The advice and plans I suggest for a lady who just got her first job will differ from what I would suggest for someone who has 7-8 years before retirement. Let me share a few general prescriptive tips
- Every woman must ensure that her spouse is insured (in today’s age even 1 cr life cover is small… it should be at least 2-5 crore)
- Women should aim to save at least 20% of their income for their retirement. I recommend plans that are tax free and guaranteed, before investing into market returns.
- Limited year savings plans help plan the number of years of cash outflow.
- Depending on the purpose (goal) choose a plan that returns a lumpsum amount one time or that which yields regular lifetime income.
- Some plans require you to wait for a specific number of years before they start returning the money.
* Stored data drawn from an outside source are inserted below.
//! hydrocheck CLI - hydrographic network consistency checks
//!
//! Checks the correct direction of the flow, the existence of endorheic
//! basins and that surfaces at rest have no flow direction. One CSV
//! report is written per checked layer.

use anyhow::{Context, Result};
use chrono::Local;
use clap::Parser;
use indicatif::{ProgressBar, ProgressStyle};
use std::path::PathBuf;
use std::time::Instant;
use tracing::{error, info, Level};
use tracing_subscriber::FmtSubscriber;

use hydrocheck_checks::Runner;
use hydrocheck_core::{ControlConfig, CsvSink, Dataset};

#[derive(Parser)]
#[command(name = "hydrocheck")]
#[command(author, version, about = "Hydrographic network consistency checker", long_about = None)]
struct Cli {
    /// JSON file with the configuration of the control
    config: PathBuf,

    /// JSON file with the survey layers
    dataset: PathBuf,

    /// JSON file with the boundary of the survey extent (one feature)
    boundary: PathBuf,

    /// Output folder for the CSV reports
    output: PathBuf,

    /// Override the elevation tolerance for line flow comparisons
    #[arg(long)]
    line_tolerance: Option<f64>,

    /// Override the elevation tolerance for polygon comparisons
    #[arg(long)]
    surface_tolerance: Option<f64>,

    /// Verbose output
    #[arg(short, long)]
    verbose: bool,
}

fn main() -> Result<()> {
    let cli = Cli::parse();

    let level = if cli.verbose { Level::DEBUG } else { Level::INFO };
    let subscriber = FmtSubscriber::builder().with_max_level(level).finish();
    tracing::subscriber::set_global_default(subscriber)?;

    let start = Instant::now();

    let mut config = ControlConfig::from_json_file(&cli.config)
        .with_context(|| format!("loading configuration {}", cli.config.display()))?;
    if let Some(t) = cli.line_tolerance {
        config.line_tolerance = t;
    }
    if let Some(t) = cli.surface_tolerance {
        config.surface_tolerance = t;
    }

    let dataset = Dataset::from_json_file(&cli.dataset)
        .with_context(|| format!("loading dataset {}", cli.dataset.display()))?;
    let boundary = Dataset::from_json_file(&cli.boundary)
        .with_context(|| format!("loading boundary {}", cli.boundary.display()))?
        .boundary_geometry()?;

    std::fs::create_dir_all(&cli.output)
        .with_context(|| format!("creating output folder {}", cli.output.display()))?;

    let runner = Runner::new(&dataset, &config, &boundary)?;

    let stamp = Local::now().format("%Y%m%d_%H%M%S");

    let total = (config.flow_layers.len() + config.surface_layers.len()) as u64;
    let progress = ProgressBar::new(total);
    progress.set_style(
        ProgressStyle::with_template("{spinner} [{bar:40}] {pos}/{len} {msg}")
            .unwrap_or_else(|_| ProgressStyle::default_bar()),
    );

    let mut findings = 0usize;
    let mut failed = 0usize;

    for layer in &config.flow_layers {
        progress.set_message(format!("flow: {layer}"));
        let path = cli
            .output
            .join(format!("{stamp}_Control_Vertex_Height_{layer}.csv"));
        let mut sink =
            CsvSink::from_path(&path).with_context(|| format!("creating {}", path.display()))?;
        match runner.run_flow_layer(layer, &mut sink) {
            Ok(count) => {
                info!(layer = %layer, findings = count, "flow layer checked");
                findings += count;
            }
            Err(e) => {
                error!(layer = %layer, "flow layer failed: {e}");
                failed += 1;
            }
        }
        progress.inc(1);
    }

    for layer in &config.surface_layers {
        progress.set_message(format!("surface: {layer}"));
        let path = cli
            .output
            .join(format!("{stamp}_Control_Polygon_Height_{layer}.csv"));
        let mut sink =
            CsvSink::from_path(&path).with_context(|| format!("creating {}", path.display()))?;
        match runner.run_surface_layer(layer, &mut sink) {
            Ok(count) => {
                info!(layer = %layer, findings = count, "surface layer checked");
                findings += count;
            }
            Err(e) => {
                error!(layer = %layer, "surface layer failed: {e}");
                failed += 1;
            }
        }
        progress.inc(1);
    }

    progress.finish_and_clear();
    info!(
        findings,
        failed,
        elapsed = ?start.elapsed(),
        "validation finished"
    );

    if failed > 0 {
        anyhow::bail!("{failed} layer(s) could not be checked");
    }
    Ok(())
}
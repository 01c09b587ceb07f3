//! Surface elevation check
//!
//! A surface polygon (a lake, a reservoir, any water body at rest) must
//! sit at one constant elevation, and any drainage feature crossing it
//! must agree with that elevation where they meet.
//!
//! The vertex pass scans the whole polygon and reports every deviating
//! vertex (unlike the flow scan, which is fail-fast); if any vertex
//! deviated, the polygon has no well-defined surface elevation and the
//! intersection pass is skipped entirely.

use hydrocheck_core::geometry::{self, GeometryZ};
use hydrocheck_core::{Category, ControlConfig, Dataset, Feature, Finding, IndexSet, Result};

/// Validate one surface polygon.
pub fn validate_surface(
    layer_name: &str,
    feature: &Feature,
    dataset: &Dataset,
    indexes: &IndexSet,
    config: &ControlConfig,
) -> Result<Vec<Finding>> {
    let mut findings = Vec::new();
    let tolerance = config.surface_tolerance;

    let Some(first) = feature.geometry.vertices().next() else {
        return Ok(findings);
    };
    // The first vertex determines the height of the polygon.
    let surface_elevation = first.z;

    let mut mismatched = false;
    for vertex in feature.geometry.vertices() {
        if (surface_elevation - vertex.z).abs() >= tolerance {
            findings.push(
                Finding::new(layer_name, &feature.id, Category::PolygonHeightMismatch)
                    .with_elevation(surface_elevation)
                    .with_delta((surface_elevation - vertex.z).abs())
                    .with_location(vertex.x, vertex.y),
            );
            mismatched = true;
        }
    }
    if mismatched {
        return Ok(findings);
    }

    let Some(bbox) = feature.geometry.bounding_box() else {
        return Ok(findings);
    };

    for other in &config.surface_intersect_layers {
        let layer = dataset.layer(other)?;
        let index = indexes.get(other)?;
        for id in index.candidates(&bbox) {
            let Some(candidate) = layer.feature(id) else {
                continue;
            };
            if !geometry::intersects(&feature.geometry, &candidate.geometry) {
                continue;
            }
            let Some(inter) = geometry::intersection(&feature.geometry, &candidate.geometry)
            else {
                continue;
            };
            check_intersection(
                layer_name,
                &feature.id,
                other,
                &candidate.id,
                &inter,
                surface_elevation,
                tolerance,
                &mut findings,
            );
        }
    }

    Ok(findings)
}

/// Classify the intersection by its geometry tag and compare elevations
/// accordingly. Line and multipoint scans stop at the first mismatch;
/// anything but points and lines is reported as a diagnostic instead of
/// compared. Mismatch findings name the crossing feature so the report
/// identifies both sides of the disagreement.
#[allow(clippy::too_many_arguments)]
fn check_intersection(
    layer: &str,
    feature: &str,
    other_layer: &str,
    other_feature: &str,
    intersection: &GeometryZ,
    surface_elevation: f64,
    tolerance: f64,
    findings: &mut Vec<Finding>,
) {
    match intersection {
        GeometryZ::Point(v) => {
            if (v.z - surface_elevation).abs() >= tolerance {
                findings.push(
                    Finding::new(layer, feature, Category::IntersectionHeightMismatch)
                        .with_elevation(surface_elevation)
                        .with_delta((v.z - surface_elevation).abs())
                        .with_location(v.x, v.y)
                        .with_detail(format!("{other_layer}/{other_feature}")),
                );
            }
        }
        GeometryZ::Line(_) | GeometryZ::MultiLine(_) | GeometryZ::MultiPoint(_) => {
            for v in intersection.vertices() {
                if (v.z - surface_elevation).abs() >= tolerance {
                    findings.push(
                        Finding::new(layer, feature, Category::IntersectionHeightMismatch)
                            .with_elevation(surface_elevation)
                            .with_delta((v.z - surface_elevation).abs())
                            .with_location(v.x, v.y)
                            .with_detail(format!("{other_layer}/{other_feature}")),
                    );
                    break;
                }
            }
        }
        other => {
            findings.push(
                Finding::new(layer, feature, Category::UnsupportedIntersectionGeometry)
                    .with_detail(other.type_name()),
            );
        }
    }
}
Some other plans will start yielding returns from the next year onward.
A sample plan taken by one one working lady age 40 is
Save 5L for 12 years… wait for 5 years and after that earn a tax free income of 9L each year for next 30 years. And then the 60L invested is returned. Again tax free.
Another example of a single mother who took the Savings plan on her child age 3 is:
Save 5L for 12 years… from second year onwards 2L is returned. So effectively from second to 12th year, payment is only 3L per year.
The 2L per year will continue till age 99 of the child… and a corpus of Rs 40 crore is built on the side too.
There are several plans, but as mentioned before, self-medication is dangerous and it is best that an advisor looks in to your current goals and selects the right plan for you.
Preventive healthcare and financial preparedness go hand in hand. Annual medical check-ups—including mammography and recommended screenings—enable early detection. Insurance coverage ensures access to timely, quality treatment without hesitation or delay. Together, they form a shield of protection—physical and financial.
Equally important is emotional support. Words of appreciation and shared responsibility within the family strengthen her resolve. Partners who actively participate in planning finances, managing responsibilities, and celebrating milestones reinforce the idea that empowerment is a shared journey.
Life moves swiftly, and postponing self-care—whether physical or financial—is a risk no woman can afford. She is the cornerstone of her family’s happiness and stability. Recognizing her worth means acknowledging that her health, security, and aspirations matter just as much as those she tirelessly safeguards for others.
This Women’s Day, let us celebrate not only her achievements but also her foresight. Let us honor her strength—and equally, her right to plan, to protect, and to prosper. Because when a woman is secure, her family is secure. And when families are secure, the nation stands stronger.